§ ASSIGNED TASK: Of the lines in the data below, write out exactly those from the one holding "custom AWS endpoint" through the one holding "domain)| !local.is_empty() && !domain.is_empty())", both included.

╭─ DATA RECORDS

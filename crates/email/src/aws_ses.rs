//! AWS SES delivery for marketplace notifications
//!
//! Supports LocalStack by pointing `AWS_ENDPOINT_URL` at the emulator.

use aws_config::{BehaviorVersion, Region, SdkConfig};
use aws_credential_types::Credentials;
use aws_sdk_ses::config::SharedCredentialsProvider;
use aws_sdk_ses::types::{Body, Content, Destination, Message};
use aws_sdk_ses::Client as SesClient;
use chrono::Utc;

use crate::{EmailConfig, EmailError, EmailMessage, EmailReceipt, EmailService};

const DEFAULT_REGION: &str = "us-east-1";

/// Sends notification emails through Amazon SES
pub struct SesEmailService {
    client: SesClient,
    default_from: String,
    app_base_url: String,
}

impl SesEmailService {
    pub async fn new(config: EmailConfig) -> Result<Self, EmailError> {
        let sdk_config = load_sdk_config(&config).await;
        let client = SesClient::new(&sdk_config);

        // LocalStack may not have SES wired up yet; only warn
        match client.get_send_quota().send().await {
            Ok(_) => tracing::info!("Connected to AWS SES"),
            Err(e) => tracing::warn!(error = %e, "SES quota check failed"),
        }

        Ok(Self {
            client,
            default_from: config.default_from,
            app_base_url: config.app_base_url,
        })
    }
}

async fn load_sdk_config(config: &EmailConfig) -> SdkConfig {
    let region = Region::new(
        config
            .aws_region
            .clone()
            .unwrap_or_else(|| DEFAULT_REGION.to_string()),
    );
    let loader = aws_config::defaults(BehaviorVersion::latest()).region(region);

    match config.aws_endpoint_url.as_deref() {
        Some(endpoint_url) => {
            tracing::info!(endpoint_url, "Using custom AWS endpoint for SES");
            let credentials = Credentials::new(
                "test-access-key",
                "test-secret-key",
                None,
                None,
                "swapshop-localstack",
            );
            loader
                .endpoint_url(endpoint_url)
                .credentials_provider(SharedCredentialsProvider::new(credentials))
                .load()
                .await
        }
        None => loader.load().await,
    }
}

fn utf8_content(data: &str, part: &str) -> Result<Content, EmailError> {
    Content::builder()
        .data(data)
        .charset("UTF-8")
        .build()
        .map_err(|e| EmailError::AwsSes(format!("Failed to build {}: {}", part, e)))
}

fn to_ses_message(message: &EmailMessage) -> Result<Message, EmailError> {
    let mut body = Body::builder().text(utf8_content(&message.body_text, "text body")?);
    if let Some(html) = &message.body_html {
        body = body.html(utf8_content(html, "HTML body")?);
    }

    Ok(Message::builder()
        .subject(utf8_content(&message.subject, "subject")?)
        .body(body.build())
        .build())
}

/// Reject obviously malformed addresses before calling SES
fn validate_addresses(message: &EmailMessage) -> Result<(), EmailError> {
    let plausible = |addr: &str| {
        addr.split_once('@')
            .map(|(local, domain)| !local.is_empty() && !domain.is_empty())
            .unwrap_or(false)
    };

    if !plausible(&message.to) {
        return Err(EmailError::Validation(format!(
            "Invalid recipient address: {}",
            message.to
        )));
    }
    if !plausible(&message.from) {
        return Err(EmailError::Validation(format!(
            "Invalid sender address: {}",
            message.from
        )));
    }
    Ok(())
}

#[async_trait::async_trait]
impl EmailService for SesEmailService {
    async fn send_email(&self, message: EmailMessage) -> Result<EmailReceipt, EmailError> {
        validate_addresses(&message)?;

        let mut request = self
            .client
            .send_email()
            .source(&message.from)
            .destination(Destination::builder().to_addresses(&message.to).build())
            .message(to_ses_message(&message)?);

        if let Some(reply_to) = &message.reply_to {
            request = request.reply_to_addresses(reply_to);
        }

        let output = request
            .send()
            .await
            .map_err(|e| EmailError::AwsSes(format!("Failed to send email: {}", e)))?;

        let message_id = output.message_id().to_string();
        tracing::info!(to = %message.to, message_id = %message_id, "Email sent via SES");

        Ok(EmailReceipt {
            message_id,
            sent_at: Utc::now(),
            provider: "aws-ses".to_string(),
            metadata: message.metadata,
        })
    }

    fn default_from(&self) -> String {
        self.default_from.clone()
    }

    fn app_base_url(&self) -> &str {
        &self.app_base_url
    }
}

╰─

§ TASK SOLUTION:
            tracing::info!(endpoint_url, "Using custom AWS endpoint for SES");
            let credentials = Credentials::new(
                "test-access-key",
                "test-secret-key",
                None,
                None,
                "swapshop-localstack",
            );
            loader
                .endpoint_url(endpoint_url)
                .credentials_provider(SharedCredentialsProvider::new(credentials))
                .load()
                .await
        }
        None => loader.load().await,
    }
}

fn utf8_content(data: &str, part: &str) -> Result<Content, EmailError> {
    Content::builder()
        .data(data)
        .charset("UTF-8")
        .build()
        .map_err(|e| EmailError::AwsSes(format!("Failed to build {}: {}", part, e)))
}

fn to_ses_message(message: &EmailMessage) -> Result<Message, EmailError> {
    let mut body = Body::builder().text(utf8_content(&message.body_text, "text body")?);
    if let Some(html) = &message.body_html {
        body = body.html(utf8_content(html, "HTML body")?);
    }

    Ok(Message::builder()
        .subject(utf8_content(&message.subject, "subject")?)
        .body(body.build())
        .build())
}

/// Reject obviously malformed addresses before calling SES
fn validate_addresses(message: &EmailMessage) -> Result<(), EmailError> {
    let plausible = |addr: &str| {
        addr.split_once('@')
            .map(|(local, domain)| !local.is_empty() && !domain.is_empty())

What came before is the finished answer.